When advocate G. Bhagavath Singh sought a direction to the Greater Chennai police to permit an indefinite fast, the judge said, the court could not endorse such life threatening agitations and asked an Additional Public Prosecutor to find out by Wednesday as to what other form of protest could be allowed.
Giving a piece of advice to all lawyers interested in making Tamil as one of the official languages in High Court proceedings, the judge asked them to start arguing in the language before judges like him who were conversant with it and were willing to allow such arguments in the vernacular language.
He added, the lawyers could start translating the judgments passed by the High Court in English into simple and understandable Tamil so that it paved way for creation of a glossary that could help everyone to appreciate the verdicts in words that were in vogue now and not the ones that had become archaic.
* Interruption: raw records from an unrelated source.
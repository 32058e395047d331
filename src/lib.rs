/*!
# Activity Tracker

Backend of an intern activity portal whose data lives in spreadsheet tabs.

## Overview

Activity rows arrive from several tabs with different column layouts: the old
sign-in sheet, ten monitor tabs imported from another workbook, and the
portal's own log. People type their names differently from tab to tab, dates
come in whatever format the sheet displayed, and only some tabs carry an
email. This crate maps every row to one roster identity and one calendar day
so that the per-person numbers (days completed, last log date, history) come
out right.

## Reconciliation

- **tokenizer**: name normalization into comparable tokens
- **matcher**: fuzzy name equivalence with fixed thresholds
- **datekey**: raw date cell to `YYYY-MM-DD` day key (month-first on ambiguity)
- **timelabel**: raw timestamp to an `hh:mm AM/PM` label
- **aggregator**: multi-source fold into per-identity statistics
- **history**: per-person record list, newest first

## Around it

- **sources**: column layouts and typed entries per source
- **roster**: identities, email lookup and credential checks
- **store**: the tabular store (CSV directory or gzip+bincode snapshot) with a bounded-wait write lock
- **report**: portal listing, unmatched names, CSV export
- **config**: JSON configuration with the deployment defaults
- **app** / **mailer** (feature `web`): HTTP API and credential reminder mails

## REST API Endpoints

- `GET /api/users` - Roster with days completed and last log date
- `GET /api/unmatched` - Log names that match nobody on the roster
- `POST /api/history` - A person's records, needs name and intern ID
- `POST /api/log` - Append an activity, needs name and intern ID
- `GET|POST /api/profile`, `GET|POST /api/progress` - Profile and course progress
- `GET /api/groups` - Monitors and their group members
- `POST /api/send-id` - Mail the intern ID to a roster email
*/

pub mod aggregator;
pub mod config;
pub mod datekey;
pub mod error;
pub mod history;
pub mod matcher;
pub mod report;
pub mod roster;
pub mod sources;
pub mod store;
pub mod timelabel;
pub mod tokenizer;

#[cfg(feature = "web")]
pub mod app;
#[cfg(feature = "web")]
pub mod mailer;

/// Re-export the main entry points
pub use aggregator::{AggregateMap, AggregateStats, aggregate};
pub use datekey::{DayKey, resolve_date_key};
pub use error::{Result, TrackerError};
pub use history::{HistoryRecord, collect_history};
pub use matcher::{IdentityMatcher, MatchThresholds, are_equivalent};
pub use roster::{Identity, Roster};
pub use sources::{ActivityEntry, ColumnLayout, SourceRows, SourceSpec};
pub use timelabel::extract_time_label;
pub use tokenizer::tokenize;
The judge said, though the Supreme Court had begun to translate its judgments in Tamil using a computer software, even that was not anywhere near to perfection. “For example, that sotware translates the term ‘learned advocate’ as ‘Arivarndha Vazhakarignar’. It is not the right translation,” he said.
Pointing out that the absence of a proper glossary as well as a English-Tamil legal dictionary and consequent translation of legal books in the vernacular language was serving as the major impediment for introduction of Tamil as an official language of the High Court, he asked lawyers to contribute towards such cause.
“If some lawyers begin finding the exact translation for the English legal terms, maxims and doctrines in simple and understandable Tamil and start using them to argue their cases, automatically the language would come to be accepted as one of the official languages of the court in the next few years,” he opined.